Considering the spread of information across the documentation, an ideal approach to extract the maximum amount of paradata would be to harvest all existing documentation for provenance and process information. When such an approach is not feasible due to the lack of documentation or access to it, or lack of funding for manual harvesting, it is relevant to consider—as we do in the present study—if sufficient paradata can be extracted from the relatively structured fieldwork data file alone. First, data documented during fieldwork or analysis has the advantage of being intrinsic to the research activity as opposed to being “manufactured” for descriptive purposes (cf. Silverman’s notion of “manufactured” qualitative data [2013, 32]). In a sense, assigned dataset-level metadata distills dataset content and adds an interpretative layer. Second, a fully developed paradata extraction approach could enable meta- and paradata extraction ranging from single data units, through selections of units, to a full dataset. Such scaling would enable, for example, paradata such as “X percent of the units were excavated by machine, Y percent of the units were excavated manually,” giving a richer insight into the range of methods used to produce the data presented. Although such approaches should also be treated carefully in terms of the evidentiary quality of the output, metadata extraction based on file content would provide a basis to test and nuance manually assigned descriptors in, for instance, metadata or reports.

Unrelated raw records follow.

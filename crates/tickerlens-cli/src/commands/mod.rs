mod analyze;
mod backtest;
mod portfolio;
mod sentiment;
mod session;
mod sources;
mod watchlist;

use std::time::Instant;

use serde_json::Value;
use tickerlens_analytics::{AnalyticsEngine, EngineConfig};
use tickerlens_core::{
    DataSource, Envelope, EnvelopeError, EnvelopeMeta, PolygonAdapter, ProviderId, SessionStore,
    SourceError, TradingDate, UtcDateTime, YahooAdapter,
};
use tracing::info;
use uuid::Uuid;

use crate::cli::{Cli, Command, SourceSelector};
use crate::error::CliError;

pub const SCHEMA_VERSION: &str = "v1.0.0";

pub struct CommandResult {
    pub data: Value,
    pub warnings: Vec<String>,
    pub errors: Vec<EnvelopeError>,
    pub source_chain: Vec<ProviderId>,
}

impl CommandResult {
    pub fn ok(data: Value, source_chain: Vec<ProviderId>) -> Self {
        Self {
            data,
            warnings: Vec::new(),
            errors: Vec::new(),
            source_chain,
        }
    }

    pub fn with_warning(mut self, warning: impl Into<String>) -> Self {
        self.warnings.push(warning.into());
        self
    }

    pub fn with_error(mut self, error: EnvelopeError) -> Self {
        self.errors.push(error);
        self
    }

    /// Records a degraded news fetch as a warning.
    pub fn with_news_failure(self, provider: ProviderId, failure: Option<&SourceError>) -> Self {
        match failure {
            Some(error) => self.with_warning(format!(
                "news unavailable from {provider}, sentiment treated as neutral: {error}"
            )),
            None => self,
        }
    }

    /// Records a headline fetch that hit its limit before the range end.
    pub fn with_news_truncation(self, truncated_after: Option<TradingDate>) -> Self {
        match truncated_after {
            Some(last) => self.with_warning(format!(
                "headline limit reached; news after {last} was not scored"
            )),
            None => self,
        }
    }
}

/// Shared inputs resolved once from global flags.
pub struct Context {
    pub selector: SourceSelector,
    pub config: EngineConfig,
    pub sessions: SessionStore,
}

impl Context {
    pub fn from_cli(cli: &Cli) -> Result<Self, CliError> {
        Ok(Self {
            selector: cli.source,
            config: EngineConfig::resolve(cli.config.as_deref())?,
            sessions: SessionStore::default(),
        })
    }

    pub fn provider(&self) -> ProviderId {
        self.selector.provider_id()
    }

    pub fn source(&self) -> Box<dyn DataSource> {
        adapter_for(self.provider())
    }

    pub fn engine(&self, config: EngineConfig) -> AnalyticsEngine {
        AnalyticsEngine::new(self.source(), config)
    }
}

pub fn adapter_for(provider: ProviderId) -> Box<dyn DataSource> {
    match provider {
        ProviderId::Yahoo => Box::new(YahooAdapter::default()),
        ProviderId::Polygon => Box::new(PolygonAdapter::default()),
    }
}

pub fn today() -> TradingDate {
    UtcDateTime::now().date()
}

pub fn parse_date_or(raw: Option<&str>, fallback: TradingDate) -> Result<TradingDate, CliError> {
    match raw {
        Some(value) => Ok(TradingDate::parse(value)?),
        None => Ok(fallback),
    }
}

pub fn run(cli: &Cli) -> Result<Envelope<Value>, CliError> {
    let started = Instant::now();
    let context = Context::from_cli(cli)?;

    let command_result = match &cli.command {
        Command::Analyze(args) => analyze::run(args, &context)?,
        Command::Sentiment(args) => sentiment::run(args, &context)?,
        Command::Backtest(args) => backtest::run(args, &context)?,
        Command::Watchlist(args) => watchlist::run(args, &context)?,
        Command::Login(args) => session::login(args, &context)?,
        Command::Logout => session::logout(&context)?,
        Command::Portfolio(args) => portfolio::run(args, &context)?,
        Command::Sources(args) => sources::run(args)?,
    };

    let CommandResult {
        data,
        warnings,
        errors,
        source_chain,
    } = command_result;

    let latency_ms = u64::try_from(started.elapsed().as_millis()).unwrap_or(u64::MAX);
    let mut meta = EnvelopeMeta::new(
        Uuid::new_v4().to_string(),
        SCHEMA_VERSION,
        source_chain,
        latency_ms,
    )?;
    for warning in warnings {
        meta.push_warning(warning);
    }

    info!(
        request_id = %meta.request_id,
        latency_ms,
        warnings = meta.warnings.len(),
        errors = errors.len(),
        "command complete"
    );
    Envelope::with_errors(meta, data, errors).map_err(CliError::from)
}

In addition to data proximity achieved by extraction approaches, a third potential gain for fieldwork data description practices would be the potential to enable adaptable meta- and paradata (i.e., extraction based on research interests) following situated information needs of data reusers. Suppose a researcher aims to aggregate data on sifted soil samples from several locations to learn more about past aquatic environments. High-precision information about sieving mesh size is crucial for understanding which types of fishbones have been found and recorded (and which ones potentially slipped through the sieving mesh). Thus, knowing about sieving methods and equipment used in the field can be critical in deciding how to combine and compare fishbone datasets to understand aquatic environments (Olson and Walther 2007), but is likely insignificant for a researcher with an interest in, for example, settlement patterns. Since fixed metadata standards build on explicit and implicit assumptions about what things and processes the scheme should describe and for what purpose, a set standard inevitably has its limitations (Börjesson, Sköld, and Huvila 2021). Therefore, the need to find ways to generate intentionally purposed meta- and paradata based on topical user needs grows along with the ambition to make use of legacy data and use data across disciplinary boundaries.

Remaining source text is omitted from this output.